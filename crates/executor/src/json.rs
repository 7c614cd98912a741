//! Canonical JSON serialization for Strata types.
//!
//! This module provides special JSON handling for types that don't have
//! a standard JSON representation:
//!
//! | Type | JSON Representation |
//! |------|---------------------|
//! | Bytes | `{"$bytes": "<base64>"}` |
//! | NaN | `{"$f64": "NaN"}` |
//! | +Infinity | `{"$f64": "+Inf"}` |
//! | -Infinity | `{"$f64": "-Inf"}` |
//! | -0.0 | `{"$f64": "-0.0"}` |
//!
//! This ensures round-trip serialization preserves exact values.

use base64::{engine::general_purpose::STANDARD as BASE64, Engine};
use serde::{Deserialize, Deserializer, Serialize, Serializer};
use serde::de;
use serde_json::Value as JsonValue;
use strata_core::Value;

/// Serialize a Value to canonical JSON.
///
/// Handles special cases:
/// - Bytes are encoded as `{"$bytes": "<base64>"}`
/// - Special floats (NaN, +/-Inf, -0.0) are encoded as `{"$f64": "..."}`
pub fn serialize_value<S>(value: &Value, serializer: S) -> Result<S::Ok, S::Error>
where
    S: Serializer,
{
    let json_value = value_to_json(value);
    json_value.serialize(serializer)
}

/// Deserialize a Value from canonical JSON.
///
/// Recognizes special encodings:
/// - `{"$bytes": "<base64>"}` -> Bytes
/// - `{"$f64": "..."}` -> Float with special value
pub fn deserialize_value<'de, D>(deserializer: D) -> Result<Value, D::Error>
where
    D: Deserializer<'de>,
{
    let json_value = JsonValue::deserialize(deserializer)?;
    json_to_value(&json_value).map_err(de::Error::custom)
}

/// Convert a Value to a JSON value with special encoding.
pub fn value_to_json(value: &Value) -> JsonValue {
    match value {
        Value::Null => JsonValue::Null,
        Value::Bool(b) => JsonValue::Bool(*b),
        Value::Int(i) => JsonValue::Number((*i).into()),
        Value::Float(f) => float_to_json(*f),
        Value::String(s) => JsonValue::String(s.clone()),
        Value::Bytes(b) => {
            let encoded = BASE64.encode(b);
            serde_json::json!({"$bytes": encoded})
        }
        Value::Array(arr) => {
            let items: Vec<JsonValue> = arr.iter().map(value_to_json).collect();
            JsonValue::Array(items)
        }
        Value::Object(map) => {
            let obj: serde_json::Map<String, JsonValue> = map
                .iter()
                .map(|(k, v)| (k.clone(), value_to_json(v)))
                .collect();
            JsonValue::Object(obj)
        }
    }
}

/// Convert a JSON value to a Value, recognizing special encodings.
pub fn json_to_value(json: &JsonValue) -> Result<Value, String> {
    match json {
        JsonValue::Null => Ok(Value::Null),
        JsonValue::Bool(b) => Ok(Value::Bool(*b)),
        JsonValue::Number(n) => {
            if let Some(i) = n.as_i64() {
                Ok(Value::Int(i))
            } else if let Some(f) = n.as_f64() {
                Ok(Value::Float(f))
            } else {
                Err("Invalid number".to_string())
            }
        }
        JsonValue::String(s) => Ok(Value::String(s.clone())),
        JsonValue::Array(arr) => {
            let items: Result<Vec<Value>, String> = arr.iter().map(json_to_value).collect();
            Ok(Value::Array(items?))
        }
        JsonValue::Object(obj) => {
            // Check for special encodings
            if let Some(bytes_value) = obj.get("$bytes") {
                if obj.len() == 1 {
                    if let JsonValue::String(encoded) = bytes_value {
                        let decoded = BASE64
                            .decode(encoded)
                            .map_err(|e| format!("Invalid base64: {}", e))?;
                        return Ok(Value::Bytes(decoded));
                    }
                }
            }
            if let Some(float_value) = obj.get("$f64") {
                if obj.len() == 1 {
                    if let JsonValue::String(s) = float_value {
                        let f = json_special_float_from_str(s)?;
                        return Ok(Value::Float(f));
                    }
                }
            }

            // Regular object
            let map: Result<std::collections::HashMap<String, Value>, String> = obj
                .iter()
                .map(|(k, v)| json_to_value(v).map(|val| (k.clone(), val)))
                .collect();
            Ok(Value::Object(map?))
        }
    }
}

/// Convert a float to JSON, handling special values.
fn float_to_json(f: f64) -> JsonValue {
    if f.is_nan() {
        serde_json::json!({"$f64": "NaN"})
    } else if f.is_infinite() {
        if f.is_sign_positive() {
            serde_json::json!({"$f64": "+Inf"})
        } else {
            serde_json::json!({"$f64": "-Inf"})
        }
    } else if f == 0.0 && f.is_sign_negative() {
        serde_json::json!({"$f64": "-0.0"})
    } else {
        // Regular float - use standard JSON number
        serde_json::Number::from_f64(f)
            .map(JsonValue::Number)
            .unwrap_or_else(|| {
                // Fallback for edge cases (shouldn't happen with normal floats)
                serde_json::json!({"$f64": format!("{}", f)})
            })
    }
}

/// Parse a special float string.
fn json_special_float_from_str(s: &str) -> Result<f64, String> {
    match s {
        "NaN" => Ok(f64::NAN),
        "+Inf" => Ok(f64::INFINITY),
        "-Inf" => Ok(f64::NEG_INFINITY),
        "-0.0" => Ok(-0.0_f64),
        other => other
            .parse::<f64>()
            .map_err(|e| format!("Invalid float: {}", e)),
    }
}

/// A wrapper for Value that uses canonical JSON serialization.
///
/// Use this when you need to serialize a Value with special handling.
#[derive(Debug, Clone, PartialEq)]
pub struct CanonicalValue(pub Value);

impl Serialize for CanonicalValue {
    fn serialize<S>(&self, serializer: S) -> Result<S::Ok, S::Error>
    where
        S: Serializer,
    {
        serialize_value(&self.0, serializer)
    }
}

impl<'de> Deserialize<'de> for CanonicalValue {
    fn deserialize<D>(deserializer: D) -> Result<Self, D::Error>
    where
        D: Deserializer<'de>,
    {
        deserialize_value(deserializer).map(CanonicalValue)
    }
}

impl From<Value> for CanonicalValue {
    fn from(v: Value) -> Self {
        CanonicalValue(v)
    }
}

impl From<CanonicalValue> for Value {
    fn from(v: CanonicalValue) -> Self {
        v.0
    }
}
//! StateCell: CAS-based versioned cells for coordination
//!
//! ## Design Principles
//!
//! 1. **Versioned Updates**: Every update increments the version.
//! 2. **CAS Semantics**: Compare-and-swap ensures safe concurrent updates.
//! 3. **Purity Requirement**: Transition closures MUST be pure functions.
//!
//! ## Naming Note
//!
//! This is "StateCell" not "StateMachine". In M3, this is a simple CAS cell.
//! Full state machine semantics (transitions, guards) may come in M5+.
//!
//! ## Purity Requirement
//!
//! The `transition()` closure may be called multiple times due to OCC retries.
//! Closures MUST be pure functions:
//! - Pure function of inputs (result depends only on &State argument)
//! - No I/O (no file, network, console operations)
//! - No external mutation (don't modify variables outside closure scope)
//! - No irreversible effects (no logging, metrics, API calls)
//! - Idempotent (same input produces same output)
//!
//! ## Key Design
//!
//! - TypeTag: State (0x03)
//! - Key format: `<namespace>:<TypeTag::State>:<cell_name>`

use crate::extensions::StateCellExt;
use in_mem_concurrency::TransactionContext;
use strata_core::error::Result;
use strata_core::types::{Key, Namespace, RunId};
use strata_core::value::Value;
use in_mem_engine::{Database, RetryConfig};
use serde::{Deserialize, Serialize};
use std::sync::Arc;

/// Current state of a cell
#[derive(Debug, Clone, Serialize, Deserialize, PartialEq)]
pub struct State {
    /// Current value
    pub value: Value,
    /// Version number (monotonically increasing)
    pub version: u64,
    /// Last update timestamp (milliseconds since epoch)
    pub updated_at: i64,
}

impl State {
    /// Create a new state with version 1
    pub fn new(value: Value) -> Self {
        Self {
            value,
            version: 1,
            updated_at: Self::now(),
        }
    }

    /// Get current timestamp in milliseconds
    fn now() -> i64 {
        std::time::SystemTime::now()
            .duration_since(std::time::UNIX_EPOCH)
            .unwrap()
            .as_millis() as i64
    }
}

/// Serialize a struct to Value::String for storage
fn to_stored_value<T: Serialize>(v: &T) -> Value {
    match serde_json::to_string(v) {
        Ok(s) => Value::String(s),
        Err(_) => Value::Null,
    }
}

/// Deserialize from Value::String storage
fn from_stored_value<T: for<'de> Deserialize<'de>>(
    v: &Value,
) -> std::result::Result<T, serde_json::Error> {
    match v {
        Value::String(s) => serde_json::from_str(s),
        _ => serde_json::from_str("null"), // Will fail with appropriate error
    }
}

/// CAS-based versioned cells for coordination
///
/// ## Design
///
/// Each cell has a value and monotonically increasing version.
/// Updates via CAS ensure safe concurrent access.
///
/// ## Example
///
/// ```rust,ignore
/// use in_mem_primitives::StateCell;
/// use strata_core::value::Value;
///
/// let sc = StateCell::new(db.clone());
/// let run_id = RunId::new();
///
/// // Initialize a counter
/// sc.init(&run_id, "counter", Value::I64(0))?;
///
/// // Read current state
/// let state = sc.read(&run_id, "counter")?.unwrap();
/// assert_eq!(state.version, 1);
///
/// // CAS update
/// sc.cas(&run_id, "counter", 1, Value::I64(1))?;
///
/// // Transition with automatic retry
/// sc.transition(&run_id, "counter", |state| {
///     let current = state.value.as_i64().unwrap_or(0);
///     Ok((Value::I64(current + 1), current + 1))
/// })?;
/// ```
#[derive(Clone)]
pub struct StateCell {
    db: Arc<Database>,
}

* Task item: Among the lines of the data above, count those containing the word "increasing" and report the total alone.

* Problem solution: 2